Supplied data -
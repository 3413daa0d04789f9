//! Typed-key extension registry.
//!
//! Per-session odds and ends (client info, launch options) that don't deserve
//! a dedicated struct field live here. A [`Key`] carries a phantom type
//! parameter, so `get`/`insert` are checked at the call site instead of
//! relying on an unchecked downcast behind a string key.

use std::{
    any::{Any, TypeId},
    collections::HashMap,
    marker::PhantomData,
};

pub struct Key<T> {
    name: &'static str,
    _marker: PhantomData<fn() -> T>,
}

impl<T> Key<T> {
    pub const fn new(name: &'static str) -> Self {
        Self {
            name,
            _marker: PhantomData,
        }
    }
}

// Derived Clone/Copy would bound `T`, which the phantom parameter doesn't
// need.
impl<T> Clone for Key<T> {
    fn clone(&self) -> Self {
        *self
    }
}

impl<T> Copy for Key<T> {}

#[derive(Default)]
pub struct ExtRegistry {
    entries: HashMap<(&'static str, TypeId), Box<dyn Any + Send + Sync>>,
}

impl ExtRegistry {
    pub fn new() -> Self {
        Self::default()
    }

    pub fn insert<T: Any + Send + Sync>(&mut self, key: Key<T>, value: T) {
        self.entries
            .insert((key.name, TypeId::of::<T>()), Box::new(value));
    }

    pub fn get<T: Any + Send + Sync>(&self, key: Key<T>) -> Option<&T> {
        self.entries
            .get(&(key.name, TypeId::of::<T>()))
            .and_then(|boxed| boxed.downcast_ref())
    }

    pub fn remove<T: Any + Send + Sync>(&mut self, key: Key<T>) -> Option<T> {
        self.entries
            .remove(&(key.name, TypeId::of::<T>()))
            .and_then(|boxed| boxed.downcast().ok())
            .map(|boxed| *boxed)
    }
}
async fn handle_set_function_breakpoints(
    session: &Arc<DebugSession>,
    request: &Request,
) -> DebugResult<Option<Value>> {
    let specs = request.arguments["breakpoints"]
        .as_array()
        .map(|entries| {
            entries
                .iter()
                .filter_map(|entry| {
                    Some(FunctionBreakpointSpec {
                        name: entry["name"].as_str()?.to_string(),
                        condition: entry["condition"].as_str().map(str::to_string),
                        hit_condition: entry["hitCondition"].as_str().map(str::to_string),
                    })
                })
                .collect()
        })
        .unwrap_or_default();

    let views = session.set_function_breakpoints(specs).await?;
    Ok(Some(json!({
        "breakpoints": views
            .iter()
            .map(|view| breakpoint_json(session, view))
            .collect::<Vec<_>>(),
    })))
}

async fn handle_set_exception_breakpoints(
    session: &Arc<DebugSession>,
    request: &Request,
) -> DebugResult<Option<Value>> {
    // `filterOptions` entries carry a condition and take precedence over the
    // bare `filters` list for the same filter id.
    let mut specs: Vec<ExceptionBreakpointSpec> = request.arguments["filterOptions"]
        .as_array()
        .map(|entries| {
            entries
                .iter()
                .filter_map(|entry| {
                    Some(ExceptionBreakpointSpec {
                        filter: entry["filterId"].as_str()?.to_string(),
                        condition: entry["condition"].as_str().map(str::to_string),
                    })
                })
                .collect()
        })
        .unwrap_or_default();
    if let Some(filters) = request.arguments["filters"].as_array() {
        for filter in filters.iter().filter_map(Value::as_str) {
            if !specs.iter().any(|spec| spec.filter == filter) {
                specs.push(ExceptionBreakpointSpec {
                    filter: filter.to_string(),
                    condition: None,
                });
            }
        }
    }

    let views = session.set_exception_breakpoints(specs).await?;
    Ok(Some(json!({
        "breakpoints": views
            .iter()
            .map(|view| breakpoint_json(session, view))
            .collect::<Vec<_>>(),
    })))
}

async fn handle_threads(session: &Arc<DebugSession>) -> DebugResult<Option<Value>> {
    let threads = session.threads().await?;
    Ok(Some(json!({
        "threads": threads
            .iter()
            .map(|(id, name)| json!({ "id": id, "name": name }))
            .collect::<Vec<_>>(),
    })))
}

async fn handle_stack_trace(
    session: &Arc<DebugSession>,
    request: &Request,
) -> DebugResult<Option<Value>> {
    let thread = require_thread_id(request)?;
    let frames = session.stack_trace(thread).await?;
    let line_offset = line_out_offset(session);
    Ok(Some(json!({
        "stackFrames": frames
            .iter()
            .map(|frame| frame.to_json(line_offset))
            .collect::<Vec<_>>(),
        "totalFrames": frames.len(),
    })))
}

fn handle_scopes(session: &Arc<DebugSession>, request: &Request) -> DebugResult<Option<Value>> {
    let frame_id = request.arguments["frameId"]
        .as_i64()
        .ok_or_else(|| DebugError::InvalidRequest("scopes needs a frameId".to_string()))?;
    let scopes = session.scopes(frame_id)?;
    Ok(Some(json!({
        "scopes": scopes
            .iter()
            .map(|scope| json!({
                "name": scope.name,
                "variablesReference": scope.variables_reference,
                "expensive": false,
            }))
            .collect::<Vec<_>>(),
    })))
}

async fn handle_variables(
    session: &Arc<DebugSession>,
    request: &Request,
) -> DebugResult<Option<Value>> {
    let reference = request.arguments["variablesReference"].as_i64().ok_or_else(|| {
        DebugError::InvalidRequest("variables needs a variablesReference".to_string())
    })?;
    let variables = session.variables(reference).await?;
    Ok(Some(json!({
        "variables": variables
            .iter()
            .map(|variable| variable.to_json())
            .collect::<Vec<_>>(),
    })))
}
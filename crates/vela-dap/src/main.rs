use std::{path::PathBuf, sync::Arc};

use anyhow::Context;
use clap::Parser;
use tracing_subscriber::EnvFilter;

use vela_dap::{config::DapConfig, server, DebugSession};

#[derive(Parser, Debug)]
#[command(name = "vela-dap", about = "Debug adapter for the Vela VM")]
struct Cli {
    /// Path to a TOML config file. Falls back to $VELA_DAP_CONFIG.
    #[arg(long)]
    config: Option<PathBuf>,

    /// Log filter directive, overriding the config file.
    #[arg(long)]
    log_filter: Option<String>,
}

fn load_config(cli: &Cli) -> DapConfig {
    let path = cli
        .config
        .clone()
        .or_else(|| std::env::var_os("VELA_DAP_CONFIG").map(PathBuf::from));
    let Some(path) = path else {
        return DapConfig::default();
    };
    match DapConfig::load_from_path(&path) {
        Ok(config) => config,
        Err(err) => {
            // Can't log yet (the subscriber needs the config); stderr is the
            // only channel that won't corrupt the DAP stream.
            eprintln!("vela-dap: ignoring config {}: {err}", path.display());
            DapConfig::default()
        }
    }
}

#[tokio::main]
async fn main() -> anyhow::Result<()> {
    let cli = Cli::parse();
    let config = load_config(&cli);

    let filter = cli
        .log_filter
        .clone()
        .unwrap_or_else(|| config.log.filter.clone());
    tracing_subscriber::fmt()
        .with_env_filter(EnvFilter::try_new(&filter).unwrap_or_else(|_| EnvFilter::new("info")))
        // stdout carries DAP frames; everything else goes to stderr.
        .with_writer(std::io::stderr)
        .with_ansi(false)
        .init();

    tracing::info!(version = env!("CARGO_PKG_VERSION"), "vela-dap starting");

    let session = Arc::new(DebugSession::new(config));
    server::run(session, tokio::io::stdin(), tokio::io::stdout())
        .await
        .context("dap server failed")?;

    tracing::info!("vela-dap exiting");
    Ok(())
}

Your assignment -
Your answer must be the complete data, repeated word for word.

Problem solution -
repository 3413daa0d04789f9
//! Typed-key extension registry.
//!
//! Per-session odds and ends (client info, launch options) that don't deserve
//! a dedicated struct field live here. A [`Key`] carries a phantom type
//! parameter, so `get`/`insert` are checked at the call site instead of
//! relying on an unchecked downcast behind a string key.

use std::{
    any::{Any, TypeId},
    collections::HashMap,
    marker::PhantomData,
};

pub struct Key<T> {
    name: &'static str,
    _marker: PhantomData<fn() -> T>,
}

impl<T> Key<T> {
    pub const fn new(name: &'static str) -> Self {
        Self {
            name,
            _marker: PhantomData,
        }
    }
}

// Derived Clone/Copy would bound `T`, which the phantom parameter doesn't
// need.
impl<T> Clone for Key<T> {
    fn clone(&self) -> Self {
        *self
    }
}

impl<T> Copy for Key<T> {}

#[derive(Default)]
pub struct ExtRegistry {
    entries: HashMap<(&'static str, TypeId), Box<dyn Any + Send + Sync>>,
}

impl ExtRegistry {
    pub fn new() -> Self {
        Self::default()
    }

    pub fn insert<T: Any + Send + Sync>(&mut self, key: Key<T>, value: T) {
        self.entries
            .insert((key.name, TypeId::of::<T>()), Box::new(value));
    }

    pub fn get<T: Any + Send + Sync>(&self, key: Key<T>) -> Option<&T> {
        self.entries
            .get(&(key.name, TypeId::of::<T>()))
            .and_then(|boxed| boxed.downcast_ref())
    }

    pub fn remove<T: Any + Send + Sync>(&mut self, key: Key<T>) -> Option<T> {
        self.entries
            .remove(&(key.name, TypeId::of::<T>()))
            .and_then(|boxed| boxed.downcast().ok())
            .map(|boxed| *boxed)
    }
}
async fn handle_set_function_breakpoints(
    session: &Arc<DebugSession>,
    request: &Request,
) -> DebugResult<Option<Value>> {
    let specs = request.arguments["breakpoints"]
        .as_array()
        .map(|entries| {
            entries
                .iter()
                .filter_map(|entry| {
                    Some(FunctionBreakpointSpec {
                        name: entry["name"].as_str()?.to_string(),
                        condition: entry["condition"].as_str().map(str::to_string),
                        hit_condition: entry["hitCondition"].as_str().map(str::to_string),
                    })
                })
                .collect()
        })
        .unwrap_or_default();

    let views = session.set_function_breakpoints(specs).await?;
    Ok(Some(json!({
        "breakpoints": views
            .iter()
            .map(|view| breakpoint_json(session, view))
            .collect::<Vec<_>>(),
    })))
}

async fn handle_set_exception_breakpoints(
    session: &Arc<DebugSession>,
    request: &Request,
) -> DebugResult<Option<Value>> {
    // `filterOptions` entries carry a condition and take precedence over the
    // bare `filters` list for the same filter id.
    let mut specs: Vec<ExceptionBreakpointSpec> = request.arguments["filterOptions"]
        .as_array()
        .map(|entries| {
            entries
                .iter()
                .filter_map(|entry| {
                    Some(ExceptionBreakpointSpec {
                        filter: entry["filterId"].as_str()?.to_string(),
                        condition: entry["condition"].as_str().map(str::to_string),
                    })
                })
                .collect()
        })
        .unwrap_or_default();
    if let Some(filters) = request.arguments["filters"].as_array() {
        for filter in filters.iter().filter_map(Value::as_str) {
            if !specs.iter().any(|spec| spec.filter == filter) {
                specs.push(ExceptionBreakpointSpec {
                    filter: filter.to_string(),
                    condition: None,
                });
            }
        }
    }

    let views = session.set_exception_breakpoints(specs).await?;
    Ok(Some(json!({
        "breakpoints": views
            .iter()
            .map(|view| breakpoint_json(session, view))
            .collect::<Vec<_>>(),
    })))
}

async fn handle_threads(session: &Arc<DebugSession>) -> DebugResult<Option<Value>> {
    let threads = session.threads().await?;
    Ok(Some(json!({
        "threads": threads
            .iter()
            .map(|(id, name)| json!({ "id": id, "name": name }))
            .collect::<Vec<_>>(),
    })))
}

async fn handle_stack_trace(
    session: &Arc<DebugSession>,
    request: &Request,
) -> DebugResult<Option<Value>> {
    let thread = require_thread_id(request)?;
    let frames = session.stack_trace(thread).await?;
    let line_offset = line_out_offset(session);
    Ok(Some(json!({
        "stackFrames": frames
            .iter()
            .map(|frame| frame.to_json(line_offset))
            .collect::<Vec<_>>(),
        "totalFrames": frames.len(),
    })))
}

fn handle_scopes(session: &Arc<DebugSession>, request: &Request) -> DebugResult<Option<Value>> {
    let frame_id = request.arguments["frameId"]
        .as_i64()
        .ok_or_else(|| DebugError::InvalidRequest("scopes needs a frameId".to_string()))?;
    let scopes = session.scopes(frame_id)?;
    Ok(Some(json!({
        "scopes": scopes
            .iter()
            .map(|scope| json!({
                "name": scope.name,
                "variablesReference": scope.variables_reference,
                "expensive": false,
            }))
            .collect::<Vec<_>>(),
    })))
}

async fn handle_variables(
    session: &Arc<DebugSession>,
    request: &Request,
) -> DebugResult<Option<Value>> {
    let reference = request.arguments["variablesReference"].as_i64().ok_or_else(|| {
        DebugError::InvalidRequest("variables needs a variablesReference".to_string())
    })?;
    let variables = session.variables(reference).await?;
    Ok(Some(json!({
        "variables": variables
            .iter()
            .map(|variable| variable.to_json())
            .collect::<Vec<_>>(),
    })))
}
filename crates/vela-dap/src/main.rs
use std::{path::PathBuf, sync::Arc};

use anyhow::Context;
use clap::Parser;
use tracing_subscriber::EnvFilter;

use vela_dap::{config::DapConfig, server, DebugSession};

#[derive(Parser, Debug)]
#[command(name = "vela-dap", about = "Debug adapter for the Vela VM")]
struct Cli {
    /// Path to a TOML config file. Falls back to $VELA_DAP_CONFIG.
    #[arg(long)]
    config: Option<PathBuf>,

    /// Log filter directive, overriding the config file.
    #[arg(long)]
    log_filter: Option<String>,
}

fn load_config(cli: &Cli) -> DapConfig {
    let path = cli
        .config
        .clone()
        .or_else(|| std::env::var_os("VELA_DAP_CONFIG").map(PathBuf::from));
    let Some(path) = path else {
        return DapConfig::default();
    };
    match DapConfig::load_from_path(&path) {
        Ok(config) => config,
        Err(err) => {
            // Can't log yet (the subscriber needs the config); stderr is the
            // only channel that won't corrupt the DAP stream.
            eprintln!("vela-dap: ignoring config {}: {err}", path.display());
            DapConfig::default()
        }
    }
}

#[tokio::main]
async fn main() -> anyhow::Result<()> {
    let cli = Cli::parse();
    let config = load_config(&cli);

    let filter = cli
        .log_filter
        .clone()
        .unwrap_or_else(|| config.log.filter.clone());
    tracing_subscriber::fmt()
        .with_env_filter(EnvFilter::try_new(&filter).unwrap_or_else(|_| EnvFilter::new("info")))
        // stdout carries DAP frames; everything else goes to stderr.
        .with_writer(std::io::stderr)
        .with_ansi(false)
        .init();

    tracing::info!(version = env!("CARGO_PKG_VERSION"), "vela-dap starting");

    let session = Arc::new(DebugSession::new(config));
    server::run(session, tokio::io::stdin(), tokio::io::stdout())
        .await
        .context("dap server failed")?;

    tracing::info!("vela-dap exiting");
    Ok(())
}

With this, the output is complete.